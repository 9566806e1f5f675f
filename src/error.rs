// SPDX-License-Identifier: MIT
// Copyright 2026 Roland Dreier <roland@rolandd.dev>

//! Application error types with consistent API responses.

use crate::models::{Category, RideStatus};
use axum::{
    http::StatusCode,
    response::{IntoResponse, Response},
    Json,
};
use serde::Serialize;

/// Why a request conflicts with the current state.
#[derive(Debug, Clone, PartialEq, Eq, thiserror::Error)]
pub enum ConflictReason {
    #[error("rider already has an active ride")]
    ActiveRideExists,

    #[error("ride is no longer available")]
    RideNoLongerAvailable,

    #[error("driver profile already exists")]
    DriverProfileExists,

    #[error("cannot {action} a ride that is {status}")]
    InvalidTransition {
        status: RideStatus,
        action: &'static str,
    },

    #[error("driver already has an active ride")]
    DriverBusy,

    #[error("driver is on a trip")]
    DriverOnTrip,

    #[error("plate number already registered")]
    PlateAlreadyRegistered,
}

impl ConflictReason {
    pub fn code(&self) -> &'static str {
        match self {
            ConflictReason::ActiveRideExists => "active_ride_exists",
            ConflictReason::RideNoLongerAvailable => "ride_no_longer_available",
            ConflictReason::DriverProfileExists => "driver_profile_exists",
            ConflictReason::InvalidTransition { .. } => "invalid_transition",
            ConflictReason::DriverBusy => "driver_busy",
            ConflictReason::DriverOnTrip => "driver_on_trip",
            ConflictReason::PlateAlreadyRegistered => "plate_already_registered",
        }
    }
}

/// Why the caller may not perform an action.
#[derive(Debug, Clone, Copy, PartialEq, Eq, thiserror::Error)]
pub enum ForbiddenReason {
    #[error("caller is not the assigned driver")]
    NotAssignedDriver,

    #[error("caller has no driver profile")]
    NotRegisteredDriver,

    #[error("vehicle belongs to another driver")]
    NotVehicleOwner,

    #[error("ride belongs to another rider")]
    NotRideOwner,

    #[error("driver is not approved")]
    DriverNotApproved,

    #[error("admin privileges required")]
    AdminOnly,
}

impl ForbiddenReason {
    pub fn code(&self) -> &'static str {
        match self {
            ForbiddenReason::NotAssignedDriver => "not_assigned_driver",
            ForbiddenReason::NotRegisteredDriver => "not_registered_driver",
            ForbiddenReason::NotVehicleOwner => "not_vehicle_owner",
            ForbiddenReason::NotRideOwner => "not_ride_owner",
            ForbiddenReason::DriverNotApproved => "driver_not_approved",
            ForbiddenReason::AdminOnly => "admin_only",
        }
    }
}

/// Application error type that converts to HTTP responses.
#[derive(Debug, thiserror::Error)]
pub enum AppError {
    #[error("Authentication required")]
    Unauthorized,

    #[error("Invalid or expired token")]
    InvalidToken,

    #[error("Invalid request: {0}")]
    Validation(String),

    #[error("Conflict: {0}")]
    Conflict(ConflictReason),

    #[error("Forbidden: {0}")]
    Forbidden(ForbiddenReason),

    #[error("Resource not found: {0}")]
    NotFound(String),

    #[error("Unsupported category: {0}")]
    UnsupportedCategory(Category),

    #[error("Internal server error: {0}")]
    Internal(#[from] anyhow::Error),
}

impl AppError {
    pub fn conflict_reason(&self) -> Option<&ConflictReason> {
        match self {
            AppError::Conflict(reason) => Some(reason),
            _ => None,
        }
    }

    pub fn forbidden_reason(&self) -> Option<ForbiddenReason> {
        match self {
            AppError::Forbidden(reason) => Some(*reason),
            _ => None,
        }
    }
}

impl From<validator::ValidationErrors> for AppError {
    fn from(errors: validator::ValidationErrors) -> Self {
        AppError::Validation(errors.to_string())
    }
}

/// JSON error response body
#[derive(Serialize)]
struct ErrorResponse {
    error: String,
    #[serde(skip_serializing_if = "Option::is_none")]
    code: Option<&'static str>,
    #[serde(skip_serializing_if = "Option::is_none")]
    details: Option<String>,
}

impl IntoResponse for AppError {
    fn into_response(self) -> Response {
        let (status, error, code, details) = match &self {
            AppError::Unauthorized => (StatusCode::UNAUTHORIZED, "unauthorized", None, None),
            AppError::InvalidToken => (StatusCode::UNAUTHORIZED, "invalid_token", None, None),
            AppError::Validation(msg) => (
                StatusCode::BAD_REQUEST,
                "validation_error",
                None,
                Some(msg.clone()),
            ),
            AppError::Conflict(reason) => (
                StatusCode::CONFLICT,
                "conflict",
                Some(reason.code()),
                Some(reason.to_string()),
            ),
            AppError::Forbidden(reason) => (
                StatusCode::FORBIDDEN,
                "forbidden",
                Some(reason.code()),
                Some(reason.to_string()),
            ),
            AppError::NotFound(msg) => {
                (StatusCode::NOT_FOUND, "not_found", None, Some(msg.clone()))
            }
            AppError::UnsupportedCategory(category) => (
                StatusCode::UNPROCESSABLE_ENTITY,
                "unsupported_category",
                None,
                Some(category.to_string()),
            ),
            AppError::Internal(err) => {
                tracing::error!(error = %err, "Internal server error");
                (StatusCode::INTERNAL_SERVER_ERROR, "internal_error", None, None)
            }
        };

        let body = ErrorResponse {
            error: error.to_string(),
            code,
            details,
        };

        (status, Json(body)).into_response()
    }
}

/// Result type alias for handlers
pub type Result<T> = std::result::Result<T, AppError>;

§

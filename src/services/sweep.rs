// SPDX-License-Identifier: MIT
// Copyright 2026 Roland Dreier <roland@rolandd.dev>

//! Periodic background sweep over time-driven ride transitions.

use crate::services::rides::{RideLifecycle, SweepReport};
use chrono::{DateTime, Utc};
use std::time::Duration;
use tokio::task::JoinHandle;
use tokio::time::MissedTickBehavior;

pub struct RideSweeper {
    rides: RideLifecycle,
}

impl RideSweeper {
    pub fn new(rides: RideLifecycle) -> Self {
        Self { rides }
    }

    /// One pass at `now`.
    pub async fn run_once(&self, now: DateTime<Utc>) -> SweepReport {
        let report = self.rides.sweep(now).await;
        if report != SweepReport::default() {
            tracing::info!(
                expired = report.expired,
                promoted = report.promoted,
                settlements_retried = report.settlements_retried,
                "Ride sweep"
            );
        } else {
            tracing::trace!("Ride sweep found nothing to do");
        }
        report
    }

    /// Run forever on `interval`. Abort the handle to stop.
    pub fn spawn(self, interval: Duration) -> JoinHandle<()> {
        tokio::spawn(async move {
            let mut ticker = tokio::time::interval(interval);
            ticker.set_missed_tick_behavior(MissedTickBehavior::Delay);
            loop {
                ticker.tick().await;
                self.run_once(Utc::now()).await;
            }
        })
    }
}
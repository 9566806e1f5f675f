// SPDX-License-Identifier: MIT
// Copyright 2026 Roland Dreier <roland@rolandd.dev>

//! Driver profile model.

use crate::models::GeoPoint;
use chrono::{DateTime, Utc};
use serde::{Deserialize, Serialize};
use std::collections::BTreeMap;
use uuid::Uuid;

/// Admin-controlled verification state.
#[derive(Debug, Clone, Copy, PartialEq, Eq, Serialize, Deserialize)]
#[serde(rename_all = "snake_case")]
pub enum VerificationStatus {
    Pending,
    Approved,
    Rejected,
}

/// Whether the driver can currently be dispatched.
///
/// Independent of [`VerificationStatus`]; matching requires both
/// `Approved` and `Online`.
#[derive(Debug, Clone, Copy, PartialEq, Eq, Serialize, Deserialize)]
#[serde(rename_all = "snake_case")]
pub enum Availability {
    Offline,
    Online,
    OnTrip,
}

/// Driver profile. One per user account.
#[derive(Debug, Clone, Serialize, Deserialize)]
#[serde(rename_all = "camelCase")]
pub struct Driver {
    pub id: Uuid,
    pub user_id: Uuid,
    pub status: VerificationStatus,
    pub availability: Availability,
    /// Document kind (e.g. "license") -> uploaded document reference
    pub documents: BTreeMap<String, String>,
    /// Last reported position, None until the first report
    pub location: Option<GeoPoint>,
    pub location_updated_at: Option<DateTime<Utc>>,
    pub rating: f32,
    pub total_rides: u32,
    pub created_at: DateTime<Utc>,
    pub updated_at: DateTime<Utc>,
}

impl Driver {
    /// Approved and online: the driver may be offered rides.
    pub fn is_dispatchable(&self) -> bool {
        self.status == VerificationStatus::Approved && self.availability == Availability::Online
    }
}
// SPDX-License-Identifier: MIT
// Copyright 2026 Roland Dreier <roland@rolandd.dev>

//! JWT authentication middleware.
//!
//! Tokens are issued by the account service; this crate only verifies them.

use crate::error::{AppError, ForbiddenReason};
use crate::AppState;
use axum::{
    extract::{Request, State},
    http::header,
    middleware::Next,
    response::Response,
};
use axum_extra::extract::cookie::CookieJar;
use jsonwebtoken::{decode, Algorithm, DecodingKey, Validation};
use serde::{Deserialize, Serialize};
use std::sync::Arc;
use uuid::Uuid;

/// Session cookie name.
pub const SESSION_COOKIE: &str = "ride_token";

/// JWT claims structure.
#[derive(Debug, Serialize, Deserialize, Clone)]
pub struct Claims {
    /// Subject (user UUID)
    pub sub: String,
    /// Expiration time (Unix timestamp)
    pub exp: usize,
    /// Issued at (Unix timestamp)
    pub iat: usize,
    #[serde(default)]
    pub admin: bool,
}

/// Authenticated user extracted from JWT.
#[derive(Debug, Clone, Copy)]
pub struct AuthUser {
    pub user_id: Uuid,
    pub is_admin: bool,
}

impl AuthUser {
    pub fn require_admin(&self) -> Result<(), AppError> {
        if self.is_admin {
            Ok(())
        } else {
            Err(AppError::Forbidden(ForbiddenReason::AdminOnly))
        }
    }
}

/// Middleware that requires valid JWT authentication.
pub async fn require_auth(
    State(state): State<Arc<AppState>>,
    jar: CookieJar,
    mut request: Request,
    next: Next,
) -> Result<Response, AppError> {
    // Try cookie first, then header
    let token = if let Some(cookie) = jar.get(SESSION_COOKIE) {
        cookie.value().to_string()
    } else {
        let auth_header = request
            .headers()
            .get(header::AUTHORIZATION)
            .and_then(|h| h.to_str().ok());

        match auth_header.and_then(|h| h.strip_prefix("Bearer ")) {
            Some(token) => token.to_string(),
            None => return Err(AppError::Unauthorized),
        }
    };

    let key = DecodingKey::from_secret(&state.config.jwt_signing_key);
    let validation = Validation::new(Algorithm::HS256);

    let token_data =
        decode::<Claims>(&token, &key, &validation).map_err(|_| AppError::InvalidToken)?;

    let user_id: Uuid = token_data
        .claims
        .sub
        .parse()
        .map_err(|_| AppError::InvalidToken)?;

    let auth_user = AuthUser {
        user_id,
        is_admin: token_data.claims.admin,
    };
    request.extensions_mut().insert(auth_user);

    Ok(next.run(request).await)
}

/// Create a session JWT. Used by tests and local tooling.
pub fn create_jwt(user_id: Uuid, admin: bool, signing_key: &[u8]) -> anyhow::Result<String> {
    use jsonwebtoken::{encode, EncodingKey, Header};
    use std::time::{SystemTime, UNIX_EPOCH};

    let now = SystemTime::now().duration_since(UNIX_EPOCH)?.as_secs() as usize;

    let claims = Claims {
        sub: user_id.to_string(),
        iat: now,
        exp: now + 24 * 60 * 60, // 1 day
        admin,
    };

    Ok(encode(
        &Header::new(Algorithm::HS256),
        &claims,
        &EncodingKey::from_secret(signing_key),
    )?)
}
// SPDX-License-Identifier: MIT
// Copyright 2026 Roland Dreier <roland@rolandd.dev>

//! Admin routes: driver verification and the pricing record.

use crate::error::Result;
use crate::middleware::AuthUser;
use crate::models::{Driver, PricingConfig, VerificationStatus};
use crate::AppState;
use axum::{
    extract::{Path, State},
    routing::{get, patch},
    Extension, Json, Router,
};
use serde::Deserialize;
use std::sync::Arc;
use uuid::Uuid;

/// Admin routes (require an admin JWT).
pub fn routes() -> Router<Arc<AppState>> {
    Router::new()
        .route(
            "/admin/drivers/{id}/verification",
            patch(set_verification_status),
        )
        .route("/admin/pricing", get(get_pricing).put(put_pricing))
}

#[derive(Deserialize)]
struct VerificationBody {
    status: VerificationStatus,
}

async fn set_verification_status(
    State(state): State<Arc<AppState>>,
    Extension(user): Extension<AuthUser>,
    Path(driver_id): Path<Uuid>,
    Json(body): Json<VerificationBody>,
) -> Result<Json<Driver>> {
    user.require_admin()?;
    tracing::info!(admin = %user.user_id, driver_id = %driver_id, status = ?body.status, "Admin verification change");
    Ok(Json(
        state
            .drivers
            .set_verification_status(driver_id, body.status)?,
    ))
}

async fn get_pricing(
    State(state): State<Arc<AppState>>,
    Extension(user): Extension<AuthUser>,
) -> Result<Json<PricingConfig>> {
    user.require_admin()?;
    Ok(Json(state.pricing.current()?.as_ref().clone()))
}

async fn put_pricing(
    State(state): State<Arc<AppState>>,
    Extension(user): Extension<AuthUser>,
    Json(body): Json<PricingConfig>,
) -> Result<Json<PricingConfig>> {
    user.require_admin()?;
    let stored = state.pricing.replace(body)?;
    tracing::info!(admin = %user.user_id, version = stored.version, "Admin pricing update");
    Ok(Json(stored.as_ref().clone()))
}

§

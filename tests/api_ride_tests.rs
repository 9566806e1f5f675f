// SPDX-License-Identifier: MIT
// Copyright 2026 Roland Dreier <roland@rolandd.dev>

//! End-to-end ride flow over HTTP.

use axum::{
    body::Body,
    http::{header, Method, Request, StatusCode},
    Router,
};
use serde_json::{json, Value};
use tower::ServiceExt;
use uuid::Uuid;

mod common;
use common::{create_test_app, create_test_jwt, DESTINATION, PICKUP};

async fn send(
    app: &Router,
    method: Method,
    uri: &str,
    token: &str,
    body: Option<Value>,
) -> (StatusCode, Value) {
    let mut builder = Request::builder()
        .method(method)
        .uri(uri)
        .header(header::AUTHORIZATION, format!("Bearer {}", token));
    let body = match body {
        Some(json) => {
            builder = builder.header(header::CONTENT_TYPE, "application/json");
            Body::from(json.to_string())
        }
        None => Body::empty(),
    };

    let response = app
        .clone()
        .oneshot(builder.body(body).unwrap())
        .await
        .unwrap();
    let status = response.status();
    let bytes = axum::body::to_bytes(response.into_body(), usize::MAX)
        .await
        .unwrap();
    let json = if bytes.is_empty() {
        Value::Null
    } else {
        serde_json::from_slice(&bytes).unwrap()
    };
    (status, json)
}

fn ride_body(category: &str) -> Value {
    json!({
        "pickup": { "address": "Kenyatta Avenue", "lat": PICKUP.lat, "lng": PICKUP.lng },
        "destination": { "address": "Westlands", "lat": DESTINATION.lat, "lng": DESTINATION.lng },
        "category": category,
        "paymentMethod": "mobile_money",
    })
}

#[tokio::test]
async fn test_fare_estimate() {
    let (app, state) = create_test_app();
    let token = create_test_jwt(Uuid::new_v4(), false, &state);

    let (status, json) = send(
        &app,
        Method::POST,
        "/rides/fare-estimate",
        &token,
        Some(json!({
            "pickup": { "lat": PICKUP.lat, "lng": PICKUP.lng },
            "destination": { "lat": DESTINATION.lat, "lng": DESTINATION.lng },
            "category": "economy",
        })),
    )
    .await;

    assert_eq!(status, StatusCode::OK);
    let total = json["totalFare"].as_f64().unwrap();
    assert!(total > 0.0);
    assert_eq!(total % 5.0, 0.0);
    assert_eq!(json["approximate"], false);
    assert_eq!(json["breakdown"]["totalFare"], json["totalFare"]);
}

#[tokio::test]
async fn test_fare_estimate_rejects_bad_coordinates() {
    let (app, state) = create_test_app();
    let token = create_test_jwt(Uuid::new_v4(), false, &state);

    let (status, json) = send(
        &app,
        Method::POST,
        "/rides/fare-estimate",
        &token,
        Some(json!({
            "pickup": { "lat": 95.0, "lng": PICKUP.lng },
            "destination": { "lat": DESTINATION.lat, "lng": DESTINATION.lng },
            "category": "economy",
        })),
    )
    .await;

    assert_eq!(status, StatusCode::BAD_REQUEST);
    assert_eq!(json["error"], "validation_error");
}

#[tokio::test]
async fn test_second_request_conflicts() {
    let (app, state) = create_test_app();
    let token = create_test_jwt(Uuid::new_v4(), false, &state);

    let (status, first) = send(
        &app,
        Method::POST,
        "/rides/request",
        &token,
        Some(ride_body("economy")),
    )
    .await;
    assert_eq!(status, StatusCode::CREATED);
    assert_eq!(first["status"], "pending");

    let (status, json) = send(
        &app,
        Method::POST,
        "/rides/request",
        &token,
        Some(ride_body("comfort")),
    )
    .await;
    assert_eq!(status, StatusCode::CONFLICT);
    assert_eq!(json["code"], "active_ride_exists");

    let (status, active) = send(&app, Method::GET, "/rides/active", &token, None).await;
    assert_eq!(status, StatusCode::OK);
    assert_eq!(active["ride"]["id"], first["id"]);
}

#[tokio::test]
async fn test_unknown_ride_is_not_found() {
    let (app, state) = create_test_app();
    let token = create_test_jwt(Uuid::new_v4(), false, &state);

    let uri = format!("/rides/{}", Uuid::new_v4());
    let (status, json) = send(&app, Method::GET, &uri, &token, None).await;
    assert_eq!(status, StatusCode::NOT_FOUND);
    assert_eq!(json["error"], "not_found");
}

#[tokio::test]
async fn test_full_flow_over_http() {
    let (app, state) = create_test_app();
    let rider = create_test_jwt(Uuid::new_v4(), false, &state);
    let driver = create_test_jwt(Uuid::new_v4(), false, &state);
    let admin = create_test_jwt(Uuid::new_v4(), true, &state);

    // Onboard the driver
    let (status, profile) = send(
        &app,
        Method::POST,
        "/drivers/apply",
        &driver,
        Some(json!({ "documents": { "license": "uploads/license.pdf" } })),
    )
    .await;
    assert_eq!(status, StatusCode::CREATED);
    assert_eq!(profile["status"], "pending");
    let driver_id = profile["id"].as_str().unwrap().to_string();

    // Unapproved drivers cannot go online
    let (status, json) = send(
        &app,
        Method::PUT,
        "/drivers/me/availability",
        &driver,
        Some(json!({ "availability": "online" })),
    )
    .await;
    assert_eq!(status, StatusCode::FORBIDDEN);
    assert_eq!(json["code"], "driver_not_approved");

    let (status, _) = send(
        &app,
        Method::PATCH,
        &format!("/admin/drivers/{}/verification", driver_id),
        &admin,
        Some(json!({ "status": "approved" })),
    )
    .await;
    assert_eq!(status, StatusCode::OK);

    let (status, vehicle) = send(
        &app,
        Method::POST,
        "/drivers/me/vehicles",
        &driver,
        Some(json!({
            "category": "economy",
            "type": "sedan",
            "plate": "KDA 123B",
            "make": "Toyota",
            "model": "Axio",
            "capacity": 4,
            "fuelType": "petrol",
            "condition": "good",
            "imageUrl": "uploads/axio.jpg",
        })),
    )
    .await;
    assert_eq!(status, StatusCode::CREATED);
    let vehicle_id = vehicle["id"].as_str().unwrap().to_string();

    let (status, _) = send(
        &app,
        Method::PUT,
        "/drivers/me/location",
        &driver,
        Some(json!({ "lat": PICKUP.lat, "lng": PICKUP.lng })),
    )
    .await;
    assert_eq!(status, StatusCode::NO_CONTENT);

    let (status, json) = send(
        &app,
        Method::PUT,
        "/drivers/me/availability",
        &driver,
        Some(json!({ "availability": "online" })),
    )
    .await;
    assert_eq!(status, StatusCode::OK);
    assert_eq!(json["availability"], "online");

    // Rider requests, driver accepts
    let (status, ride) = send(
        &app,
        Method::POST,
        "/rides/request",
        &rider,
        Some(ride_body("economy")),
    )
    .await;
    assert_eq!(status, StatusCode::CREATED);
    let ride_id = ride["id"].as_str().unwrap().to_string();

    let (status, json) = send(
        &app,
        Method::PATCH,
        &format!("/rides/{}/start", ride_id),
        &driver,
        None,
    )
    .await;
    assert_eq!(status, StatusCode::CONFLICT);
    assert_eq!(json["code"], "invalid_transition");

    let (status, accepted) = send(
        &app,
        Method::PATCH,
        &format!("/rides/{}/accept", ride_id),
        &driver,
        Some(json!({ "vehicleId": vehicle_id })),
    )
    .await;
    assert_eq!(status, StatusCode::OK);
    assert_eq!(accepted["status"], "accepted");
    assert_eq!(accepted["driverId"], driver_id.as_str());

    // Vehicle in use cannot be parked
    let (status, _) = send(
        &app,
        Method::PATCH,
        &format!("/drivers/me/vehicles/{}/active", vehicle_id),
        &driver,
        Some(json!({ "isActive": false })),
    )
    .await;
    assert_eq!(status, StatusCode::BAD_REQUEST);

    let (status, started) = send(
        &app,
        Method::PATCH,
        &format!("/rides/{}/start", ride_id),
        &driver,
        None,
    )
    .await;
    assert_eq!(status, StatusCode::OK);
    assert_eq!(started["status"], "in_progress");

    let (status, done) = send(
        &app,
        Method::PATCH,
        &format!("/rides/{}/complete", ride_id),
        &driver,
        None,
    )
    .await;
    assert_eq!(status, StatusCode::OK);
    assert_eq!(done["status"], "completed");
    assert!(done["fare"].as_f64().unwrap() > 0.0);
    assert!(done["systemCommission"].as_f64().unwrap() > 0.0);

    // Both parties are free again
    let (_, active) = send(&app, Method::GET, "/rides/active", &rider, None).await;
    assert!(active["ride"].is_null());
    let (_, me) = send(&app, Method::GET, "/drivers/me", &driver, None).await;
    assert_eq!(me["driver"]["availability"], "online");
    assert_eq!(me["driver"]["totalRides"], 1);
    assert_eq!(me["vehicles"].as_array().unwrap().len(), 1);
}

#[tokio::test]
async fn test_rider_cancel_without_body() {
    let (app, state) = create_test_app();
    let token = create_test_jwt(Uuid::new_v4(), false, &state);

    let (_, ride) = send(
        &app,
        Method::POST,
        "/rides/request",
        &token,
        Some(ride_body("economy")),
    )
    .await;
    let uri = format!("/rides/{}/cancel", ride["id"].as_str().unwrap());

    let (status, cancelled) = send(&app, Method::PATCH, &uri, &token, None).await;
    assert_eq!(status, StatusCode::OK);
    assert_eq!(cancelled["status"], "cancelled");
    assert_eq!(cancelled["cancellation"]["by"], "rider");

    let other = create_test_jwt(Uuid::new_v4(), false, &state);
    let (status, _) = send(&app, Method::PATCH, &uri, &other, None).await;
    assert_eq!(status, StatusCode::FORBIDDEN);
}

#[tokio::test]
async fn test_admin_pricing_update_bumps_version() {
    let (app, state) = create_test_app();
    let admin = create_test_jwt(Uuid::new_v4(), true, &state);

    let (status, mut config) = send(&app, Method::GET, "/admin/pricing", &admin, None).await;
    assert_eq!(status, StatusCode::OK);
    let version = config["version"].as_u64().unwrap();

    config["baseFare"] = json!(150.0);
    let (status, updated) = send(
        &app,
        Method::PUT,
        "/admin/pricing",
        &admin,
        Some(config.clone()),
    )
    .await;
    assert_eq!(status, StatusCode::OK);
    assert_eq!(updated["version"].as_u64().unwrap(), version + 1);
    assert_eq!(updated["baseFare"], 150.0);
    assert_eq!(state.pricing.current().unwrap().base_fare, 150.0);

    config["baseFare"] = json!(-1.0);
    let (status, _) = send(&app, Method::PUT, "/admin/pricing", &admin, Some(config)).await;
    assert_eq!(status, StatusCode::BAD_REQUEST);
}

§

** Task directions **
Give the count of lines in the records above that hold the string "DriverNotApproved", and only that count.

** Output for this task **
2